Start of Data to process
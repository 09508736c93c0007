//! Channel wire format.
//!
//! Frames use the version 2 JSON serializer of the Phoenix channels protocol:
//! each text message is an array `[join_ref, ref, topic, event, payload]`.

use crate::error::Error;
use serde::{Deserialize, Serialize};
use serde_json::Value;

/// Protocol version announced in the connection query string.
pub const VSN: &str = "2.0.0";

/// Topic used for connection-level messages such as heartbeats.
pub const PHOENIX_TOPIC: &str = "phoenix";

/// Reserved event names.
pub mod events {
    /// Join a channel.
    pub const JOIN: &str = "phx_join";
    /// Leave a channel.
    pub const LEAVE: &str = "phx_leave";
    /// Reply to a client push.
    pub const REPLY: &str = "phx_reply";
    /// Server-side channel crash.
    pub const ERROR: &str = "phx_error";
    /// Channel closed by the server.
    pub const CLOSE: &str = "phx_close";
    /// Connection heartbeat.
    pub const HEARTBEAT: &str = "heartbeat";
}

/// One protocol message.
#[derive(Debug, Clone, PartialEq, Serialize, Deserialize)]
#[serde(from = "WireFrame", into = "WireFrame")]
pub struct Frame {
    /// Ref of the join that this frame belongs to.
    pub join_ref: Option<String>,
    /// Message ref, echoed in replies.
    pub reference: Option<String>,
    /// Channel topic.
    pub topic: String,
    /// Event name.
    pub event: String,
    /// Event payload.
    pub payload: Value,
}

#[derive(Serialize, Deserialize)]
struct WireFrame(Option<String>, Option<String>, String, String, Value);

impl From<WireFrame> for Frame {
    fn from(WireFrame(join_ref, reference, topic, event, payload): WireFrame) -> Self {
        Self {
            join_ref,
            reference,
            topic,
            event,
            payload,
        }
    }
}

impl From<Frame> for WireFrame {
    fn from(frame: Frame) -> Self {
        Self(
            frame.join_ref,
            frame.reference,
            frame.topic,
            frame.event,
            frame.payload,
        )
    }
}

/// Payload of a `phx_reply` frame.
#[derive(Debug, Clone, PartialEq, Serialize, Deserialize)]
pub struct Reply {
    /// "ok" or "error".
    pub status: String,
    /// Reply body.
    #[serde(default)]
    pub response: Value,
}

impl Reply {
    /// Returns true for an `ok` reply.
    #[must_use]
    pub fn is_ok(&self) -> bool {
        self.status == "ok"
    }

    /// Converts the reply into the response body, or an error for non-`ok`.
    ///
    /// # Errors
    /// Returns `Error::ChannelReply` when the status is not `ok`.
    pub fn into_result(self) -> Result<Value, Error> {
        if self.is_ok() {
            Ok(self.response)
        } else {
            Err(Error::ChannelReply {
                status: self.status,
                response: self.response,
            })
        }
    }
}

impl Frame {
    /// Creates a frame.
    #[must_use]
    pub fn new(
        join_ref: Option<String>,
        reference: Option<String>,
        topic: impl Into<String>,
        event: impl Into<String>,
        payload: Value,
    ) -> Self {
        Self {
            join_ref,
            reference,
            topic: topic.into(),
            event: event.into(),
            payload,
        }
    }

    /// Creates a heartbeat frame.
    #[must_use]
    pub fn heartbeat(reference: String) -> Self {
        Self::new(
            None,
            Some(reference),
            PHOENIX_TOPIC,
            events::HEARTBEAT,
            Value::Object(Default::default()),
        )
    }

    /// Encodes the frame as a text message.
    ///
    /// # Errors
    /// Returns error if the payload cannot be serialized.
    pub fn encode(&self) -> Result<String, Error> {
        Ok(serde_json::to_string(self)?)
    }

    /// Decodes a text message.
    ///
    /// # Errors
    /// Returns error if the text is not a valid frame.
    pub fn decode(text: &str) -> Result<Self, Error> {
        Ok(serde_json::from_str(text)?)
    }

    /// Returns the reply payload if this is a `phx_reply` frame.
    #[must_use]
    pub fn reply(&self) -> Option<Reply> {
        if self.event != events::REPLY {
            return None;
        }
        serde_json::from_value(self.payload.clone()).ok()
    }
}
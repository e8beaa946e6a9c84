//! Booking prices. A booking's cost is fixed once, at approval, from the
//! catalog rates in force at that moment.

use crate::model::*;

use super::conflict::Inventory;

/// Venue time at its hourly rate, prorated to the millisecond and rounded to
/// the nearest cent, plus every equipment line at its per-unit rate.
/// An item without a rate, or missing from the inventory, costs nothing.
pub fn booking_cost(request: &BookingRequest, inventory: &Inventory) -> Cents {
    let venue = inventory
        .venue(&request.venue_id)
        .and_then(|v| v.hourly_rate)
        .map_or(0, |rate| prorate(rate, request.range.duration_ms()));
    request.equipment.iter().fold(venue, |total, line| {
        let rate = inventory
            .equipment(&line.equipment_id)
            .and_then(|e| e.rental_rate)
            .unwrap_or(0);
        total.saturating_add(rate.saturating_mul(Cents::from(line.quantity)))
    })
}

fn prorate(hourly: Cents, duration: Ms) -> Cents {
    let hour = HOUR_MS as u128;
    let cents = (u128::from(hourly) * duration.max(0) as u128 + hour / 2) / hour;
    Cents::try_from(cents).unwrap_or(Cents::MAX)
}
End of Data to process
Description of the task: Which lines of the data hold the string "body"? Return each of them.

Result:
    /// Reply body.
    /// Converts the reply into the response body, or an error for non-`ok`.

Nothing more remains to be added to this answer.